WORK ORDER –
Count the lines below in which "total" appears, then give that number by itself.

Stored data –

------------------------------------------------

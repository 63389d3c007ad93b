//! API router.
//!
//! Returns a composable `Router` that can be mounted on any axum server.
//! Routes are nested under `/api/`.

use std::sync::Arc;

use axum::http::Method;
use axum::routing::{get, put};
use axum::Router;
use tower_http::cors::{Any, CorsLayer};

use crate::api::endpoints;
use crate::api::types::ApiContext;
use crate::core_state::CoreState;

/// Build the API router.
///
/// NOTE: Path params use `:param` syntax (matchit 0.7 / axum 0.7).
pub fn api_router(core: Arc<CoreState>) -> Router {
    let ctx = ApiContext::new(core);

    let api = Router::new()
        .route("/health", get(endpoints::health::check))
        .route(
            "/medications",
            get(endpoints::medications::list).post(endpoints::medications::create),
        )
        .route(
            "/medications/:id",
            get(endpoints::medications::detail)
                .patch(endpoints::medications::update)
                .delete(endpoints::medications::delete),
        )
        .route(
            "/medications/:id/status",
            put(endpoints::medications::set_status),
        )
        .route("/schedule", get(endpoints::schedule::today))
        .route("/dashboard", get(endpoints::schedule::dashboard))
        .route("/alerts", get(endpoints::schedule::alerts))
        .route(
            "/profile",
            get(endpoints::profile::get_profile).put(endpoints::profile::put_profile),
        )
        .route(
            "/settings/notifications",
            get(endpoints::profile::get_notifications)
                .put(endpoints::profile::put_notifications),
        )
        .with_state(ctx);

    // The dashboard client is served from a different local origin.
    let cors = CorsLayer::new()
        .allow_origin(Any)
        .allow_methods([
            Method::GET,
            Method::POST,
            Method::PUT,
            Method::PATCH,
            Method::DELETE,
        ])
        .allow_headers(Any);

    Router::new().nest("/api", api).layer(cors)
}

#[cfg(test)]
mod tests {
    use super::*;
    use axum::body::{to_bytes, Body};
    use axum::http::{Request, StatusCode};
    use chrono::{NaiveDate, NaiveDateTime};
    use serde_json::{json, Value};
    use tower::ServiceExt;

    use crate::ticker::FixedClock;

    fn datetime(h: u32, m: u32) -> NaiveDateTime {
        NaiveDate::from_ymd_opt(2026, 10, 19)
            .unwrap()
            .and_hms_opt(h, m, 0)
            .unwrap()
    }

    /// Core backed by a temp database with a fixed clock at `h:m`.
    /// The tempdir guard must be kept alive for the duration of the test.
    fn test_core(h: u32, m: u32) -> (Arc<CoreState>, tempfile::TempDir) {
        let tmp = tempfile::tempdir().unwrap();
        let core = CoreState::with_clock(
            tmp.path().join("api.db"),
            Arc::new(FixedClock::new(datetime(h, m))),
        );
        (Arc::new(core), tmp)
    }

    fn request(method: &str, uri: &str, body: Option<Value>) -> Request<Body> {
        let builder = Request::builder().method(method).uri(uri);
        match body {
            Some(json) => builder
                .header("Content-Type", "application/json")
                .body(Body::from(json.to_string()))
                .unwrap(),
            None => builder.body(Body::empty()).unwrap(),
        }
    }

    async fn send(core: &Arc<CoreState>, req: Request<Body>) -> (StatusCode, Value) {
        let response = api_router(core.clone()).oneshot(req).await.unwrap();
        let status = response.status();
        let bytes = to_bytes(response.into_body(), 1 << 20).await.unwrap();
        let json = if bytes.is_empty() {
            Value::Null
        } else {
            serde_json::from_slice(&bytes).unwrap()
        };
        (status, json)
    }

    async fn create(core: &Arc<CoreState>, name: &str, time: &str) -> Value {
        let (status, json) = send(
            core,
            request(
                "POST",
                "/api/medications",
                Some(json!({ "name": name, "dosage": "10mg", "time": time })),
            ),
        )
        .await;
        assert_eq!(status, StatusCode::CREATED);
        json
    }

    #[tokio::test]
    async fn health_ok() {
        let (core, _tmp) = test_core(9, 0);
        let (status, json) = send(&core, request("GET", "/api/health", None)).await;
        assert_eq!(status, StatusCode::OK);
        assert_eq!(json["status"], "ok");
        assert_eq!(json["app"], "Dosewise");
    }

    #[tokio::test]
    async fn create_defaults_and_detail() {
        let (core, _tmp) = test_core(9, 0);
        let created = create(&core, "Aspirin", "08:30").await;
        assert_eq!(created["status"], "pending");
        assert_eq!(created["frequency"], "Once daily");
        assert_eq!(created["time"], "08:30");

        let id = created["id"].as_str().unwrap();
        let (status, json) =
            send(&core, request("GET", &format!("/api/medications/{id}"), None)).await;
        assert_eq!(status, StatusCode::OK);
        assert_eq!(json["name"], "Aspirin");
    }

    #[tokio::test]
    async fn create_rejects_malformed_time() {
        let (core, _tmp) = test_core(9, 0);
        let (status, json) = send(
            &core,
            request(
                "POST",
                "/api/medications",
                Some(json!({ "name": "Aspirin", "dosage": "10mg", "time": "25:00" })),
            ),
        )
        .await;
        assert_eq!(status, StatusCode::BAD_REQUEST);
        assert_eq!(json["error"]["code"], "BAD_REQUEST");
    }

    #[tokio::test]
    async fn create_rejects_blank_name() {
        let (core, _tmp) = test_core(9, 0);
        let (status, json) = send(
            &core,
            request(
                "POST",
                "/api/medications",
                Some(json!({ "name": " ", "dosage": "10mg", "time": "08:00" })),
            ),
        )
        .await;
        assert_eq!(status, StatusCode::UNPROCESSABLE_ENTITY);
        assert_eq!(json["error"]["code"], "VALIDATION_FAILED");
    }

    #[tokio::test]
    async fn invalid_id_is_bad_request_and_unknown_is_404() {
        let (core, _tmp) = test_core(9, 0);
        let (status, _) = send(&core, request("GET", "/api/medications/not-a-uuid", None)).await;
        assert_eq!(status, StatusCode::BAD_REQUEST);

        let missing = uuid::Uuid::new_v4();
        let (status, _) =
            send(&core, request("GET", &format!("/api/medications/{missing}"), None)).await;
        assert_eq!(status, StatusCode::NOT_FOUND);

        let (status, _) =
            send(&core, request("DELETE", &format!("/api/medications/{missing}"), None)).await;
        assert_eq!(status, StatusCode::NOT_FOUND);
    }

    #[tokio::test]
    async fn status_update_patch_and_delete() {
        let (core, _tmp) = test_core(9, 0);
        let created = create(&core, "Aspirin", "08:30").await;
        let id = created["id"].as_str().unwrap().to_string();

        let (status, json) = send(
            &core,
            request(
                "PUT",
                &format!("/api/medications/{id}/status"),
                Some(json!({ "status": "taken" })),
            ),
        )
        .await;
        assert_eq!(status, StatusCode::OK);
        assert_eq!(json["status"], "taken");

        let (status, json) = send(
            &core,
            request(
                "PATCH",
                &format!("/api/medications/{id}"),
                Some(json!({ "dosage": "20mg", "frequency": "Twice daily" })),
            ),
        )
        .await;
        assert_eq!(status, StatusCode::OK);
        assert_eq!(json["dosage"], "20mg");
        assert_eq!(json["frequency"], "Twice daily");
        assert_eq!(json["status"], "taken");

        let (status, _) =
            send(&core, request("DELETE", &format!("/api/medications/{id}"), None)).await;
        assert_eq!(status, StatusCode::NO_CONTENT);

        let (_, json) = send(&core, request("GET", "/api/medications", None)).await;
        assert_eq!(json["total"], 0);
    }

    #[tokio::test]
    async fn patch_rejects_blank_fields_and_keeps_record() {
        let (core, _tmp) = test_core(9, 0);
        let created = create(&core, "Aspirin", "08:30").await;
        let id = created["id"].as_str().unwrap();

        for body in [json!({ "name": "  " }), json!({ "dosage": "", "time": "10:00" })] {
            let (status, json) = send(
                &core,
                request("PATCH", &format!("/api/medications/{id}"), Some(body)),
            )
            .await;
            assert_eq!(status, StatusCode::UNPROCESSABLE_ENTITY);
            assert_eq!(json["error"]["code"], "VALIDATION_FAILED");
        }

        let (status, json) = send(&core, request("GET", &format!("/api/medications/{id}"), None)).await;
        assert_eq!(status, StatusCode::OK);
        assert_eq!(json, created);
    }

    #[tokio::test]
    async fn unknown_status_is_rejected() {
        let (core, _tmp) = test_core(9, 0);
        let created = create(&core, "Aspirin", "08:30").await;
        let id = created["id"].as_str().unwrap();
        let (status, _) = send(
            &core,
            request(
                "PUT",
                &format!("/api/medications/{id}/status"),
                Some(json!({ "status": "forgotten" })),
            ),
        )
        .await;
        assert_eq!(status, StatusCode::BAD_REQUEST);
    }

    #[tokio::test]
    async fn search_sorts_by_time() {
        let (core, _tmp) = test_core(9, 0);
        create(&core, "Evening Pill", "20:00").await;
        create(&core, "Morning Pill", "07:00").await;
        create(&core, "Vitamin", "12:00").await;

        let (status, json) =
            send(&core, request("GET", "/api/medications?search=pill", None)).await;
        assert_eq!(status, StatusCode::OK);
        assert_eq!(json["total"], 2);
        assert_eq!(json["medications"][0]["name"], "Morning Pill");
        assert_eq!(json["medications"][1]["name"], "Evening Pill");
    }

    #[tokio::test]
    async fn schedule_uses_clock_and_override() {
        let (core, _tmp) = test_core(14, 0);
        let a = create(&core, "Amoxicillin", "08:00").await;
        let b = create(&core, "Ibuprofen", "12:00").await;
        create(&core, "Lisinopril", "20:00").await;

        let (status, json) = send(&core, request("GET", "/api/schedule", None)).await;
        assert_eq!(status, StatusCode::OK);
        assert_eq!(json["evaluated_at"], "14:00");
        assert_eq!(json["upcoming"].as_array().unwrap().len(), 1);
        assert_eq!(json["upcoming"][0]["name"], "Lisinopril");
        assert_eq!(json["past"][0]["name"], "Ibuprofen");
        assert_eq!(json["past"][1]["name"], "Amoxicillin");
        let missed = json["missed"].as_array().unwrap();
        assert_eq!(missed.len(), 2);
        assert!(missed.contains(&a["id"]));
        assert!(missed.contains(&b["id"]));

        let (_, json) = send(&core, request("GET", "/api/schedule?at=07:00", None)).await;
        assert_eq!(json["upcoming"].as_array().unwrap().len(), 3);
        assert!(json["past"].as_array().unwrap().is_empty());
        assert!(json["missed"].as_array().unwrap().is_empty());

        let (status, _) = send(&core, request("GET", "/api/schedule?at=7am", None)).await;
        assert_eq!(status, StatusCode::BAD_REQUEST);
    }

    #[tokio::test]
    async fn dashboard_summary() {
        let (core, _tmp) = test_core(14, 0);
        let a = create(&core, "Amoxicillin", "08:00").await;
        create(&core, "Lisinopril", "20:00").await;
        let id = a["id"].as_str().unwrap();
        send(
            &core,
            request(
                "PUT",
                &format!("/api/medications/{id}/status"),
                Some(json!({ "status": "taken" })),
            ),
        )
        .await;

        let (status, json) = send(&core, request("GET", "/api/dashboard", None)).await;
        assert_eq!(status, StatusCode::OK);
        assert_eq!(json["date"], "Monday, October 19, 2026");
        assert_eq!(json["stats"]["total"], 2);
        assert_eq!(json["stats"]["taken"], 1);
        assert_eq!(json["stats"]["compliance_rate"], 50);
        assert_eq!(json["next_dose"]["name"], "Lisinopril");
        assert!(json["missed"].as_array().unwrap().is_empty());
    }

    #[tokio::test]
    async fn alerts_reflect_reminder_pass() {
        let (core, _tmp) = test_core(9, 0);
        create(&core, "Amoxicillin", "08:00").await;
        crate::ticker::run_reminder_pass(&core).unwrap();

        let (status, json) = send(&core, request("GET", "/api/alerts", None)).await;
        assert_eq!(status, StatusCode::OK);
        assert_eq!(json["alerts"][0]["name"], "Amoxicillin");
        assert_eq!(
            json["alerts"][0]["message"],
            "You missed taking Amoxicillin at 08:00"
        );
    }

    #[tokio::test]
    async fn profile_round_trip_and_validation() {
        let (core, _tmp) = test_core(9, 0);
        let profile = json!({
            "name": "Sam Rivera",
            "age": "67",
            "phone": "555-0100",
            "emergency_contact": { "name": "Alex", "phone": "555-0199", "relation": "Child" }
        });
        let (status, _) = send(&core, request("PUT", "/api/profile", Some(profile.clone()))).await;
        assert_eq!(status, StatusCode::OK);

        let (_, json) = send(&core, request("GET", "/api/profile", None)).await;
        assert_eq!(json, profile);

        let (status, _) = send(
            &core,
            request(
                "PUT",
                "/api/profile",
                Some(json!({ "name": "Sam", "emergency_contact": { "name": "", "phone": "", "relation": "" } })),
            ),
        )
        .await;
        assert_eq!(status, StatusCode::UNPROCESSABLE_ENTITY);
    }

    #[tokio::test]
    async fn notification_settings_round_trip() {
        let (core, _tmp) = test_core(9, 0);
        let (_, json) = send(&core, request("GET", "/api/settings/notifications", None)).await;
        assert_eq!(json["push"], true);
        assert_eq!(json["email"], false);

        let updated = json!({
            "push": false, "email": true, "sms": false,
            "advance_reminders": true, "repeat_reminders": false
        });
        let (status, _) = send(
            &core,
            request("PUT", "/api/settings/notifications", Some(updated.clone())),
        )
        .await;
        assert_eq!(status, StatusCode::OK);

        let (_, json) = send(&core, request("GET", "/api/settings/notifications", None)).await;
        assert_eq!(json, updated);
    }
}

------------------------------------------------

OUTPUT –
3